Espontáneamente se ha generado una simetría entre los personajes de la imagen. En el centro, un señor de espaldas, caminando justo por el centro de la calle. A la derecha la pareja mencionada, y a la izquierda, dos niños que por la cabeza descubierta y los moños podrían considerarse de los más bajos estratos sociales. Por la ventana de ese bohío puede salir una cabeza, espetando.

Caminar por en medio de una calle, desplazarse por una vía todavía sin pavimentar, disponer de tiempo para advertirse solo en el espacio público, es estar insertado en una cotidianidad todavía no eminentemente capitalista. Que para el desnivel entre calle y viviendas sea salvado por un tablón convertido en escalera, significa que se construyó en altura y que las inclemencias típicas como la lluvia se dejen resolver de manera espontánea, natural, sin que haya un sistema de acueductos.

Este es el Santiago de los Caballeros que afloraba en los primeros veinte años del siglo XX, captado por un ojo cultivado, seguramente europeo, acostumbrado a la vida de ciudades agitadas claramente agitadas y que aquí encuentra el contraste, la festina lenta.

La falda hasta más arriba de los tobillos de la señora revela que no pertenecía directamente a la pobreza. También las dimensiones de la ropa indicaban clases sociales, inserción en el espacio público. La sonrisa del niño se debía a su saberte “estar posando”. Entre fotógrafo y actores se establecía cierta complicidad. La escogencia del plano a nivel de estos dos personajes significaba un esfuerzo mayor para el fotógrafo, que debía bajar el nivel habitual de su trípode. Si consideramos lo pesado de las cámaras fotográficas de la época, la poca flexibilidad de sus manejos, entonces colocar la cámara casi al nivel del suelo era un esfuerzo mayor, una propuesta de complejizar la imagen, de captar algo nuevo, novedoso.

Detrás del niño sonriente hay una silueta de algo que se movía, tal vez algún campesino sobre su burro, con sus árganas.

El principio cuasi geométrico de los personajes también nos revela un ojo cultivado en el nuevo culto visual en las simetrías. Quien toma buenas fotografías sabe del arte de dejar que los motivos se muevan hasta captarlos en un orden, en cierto catálogo cartesiano.
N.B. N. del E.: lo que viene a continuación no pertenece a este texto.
//! Review use-cases.

use std::sync::Arc;

use tracing::info;

use super::ports::{PlacemarkRepository, ReviewRepository};
use super::policy::{ensure, is_privileged_viewer, may_delete_review};
use super::review::into_threads;
use super::{Error, Identity, PlacemarkId, Review, ReviewDraft, ReviewId, ReviewThread};

#[derive(Clone)]
pub struct ReviewService {
    reviews: Arc<dyn ReviewRepository>,
    placemarks: Arc<dyn PlacemarkRepository>,
    clock: Arc<dyn mockable::Clock>,
}

impl ReviewService {
    pub fn new(
        reviews: Arc<dyn ReviewRepository>,
        placemarks: Arc<dyn PlacemarkRepository>,
        clock: Arc<dyn mockable::Clock>,
    ) -> Self {
        Self {
            reviews,
            placemarks,
            clock,
        }
    }

    /// Top-level reviews with their replies, newest first.
    pub async fn list(&self, placemark_id: PlacemarkId) -> Result<Vec<ReviewThread>, Error> {
        if self.placemarks.find(placemark_id).await?.is_none() {
            return Err(Error::not_found("Placemark not found"));
        }
        let reviews = self.reviews.list_for_placemark(placemark_id).await?;
        Ok(into_threads(reviews))
    }

    /// Post a review or a reply.
    ///
    /// A top-level review by the placemark's owner is refused; a reply needs a
    /// parent on the same placemark and may come from anyone.
    pub async fn create(&self, identity: &Identity, draft: ReviewDraft) -> Result<Review, Error> {
        let placemark = self
            .placemarks
            .find(draft.placemark_id)
            .await?
            .filter(|p| p.is_public || is_privileged_viewer(Some(identity), p.owner_id))
            .ok_or_else(|| Error::not_found("Placemark not found"))?;

        match draft.parent_id {
            Some(parent_id) => {
                let parent = self.reviews.find(parent_id).await?;
                if !parent.is_some_and(|p| p.placemark_id == placemark.id) {
                    return Err(Error::invalid_request("Invalid parent review"));
                }
            }
            None => ensure(
                placemark.owner_id != identity.user_id,
                "You cannot review your own placemark",
            )?,
        }

        let review = Review {
            id: ReviewId::random(),
            rating: draft.rating,
            comment: draft.comment,
            author_id: identity.user_id,
            placemark_id: placemark.id,
            parent_id: draft.parent_id,
            created_at: self.clock.utc(),
        };
        self.reviews.insert(&review).await?;
        info!(user_id = %identity.user_id, review_id = %review.id, "review posted");
        Ok(review)
    }

    pub async fn delete(&self, identity: &Identity, id: ReviewId) -> Result<(), Error> {
        let review = self
            .reviews
            .find(id)
            .await?
            .ok_or_else(|| Error::not_found("Review not found"))?;
        let placemark = self.placemarks.find(review.placemark_id).await?;
        ensure(
            may_delete_review(identity, &review, placemark.as_ref()),
            "Only the author, the host or an admin may delete this review",
        )?;
        self.reviews.delete(id).await?;
        info!(user_id = %identity.user_id, review_id = %id, "review deleted");
        Ok(())
    }
}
El contraste del bohío con edificaciones firmes nos revela un aspecto de Santiago de los Caballeros y del resto del país dominicano hasta aquel primer cuarto del siglo XX: la democracia de la convivencia cotidiana, la relación espontánea entre pudientes y menos pudientes. Los santiagueros siempre se han  auto representados como sociedad abierta, más allá de las diferencias clasistas. Tal vez por eso ellos mismos se consideran como “la ciudad corazón”. Y con razón que lo son.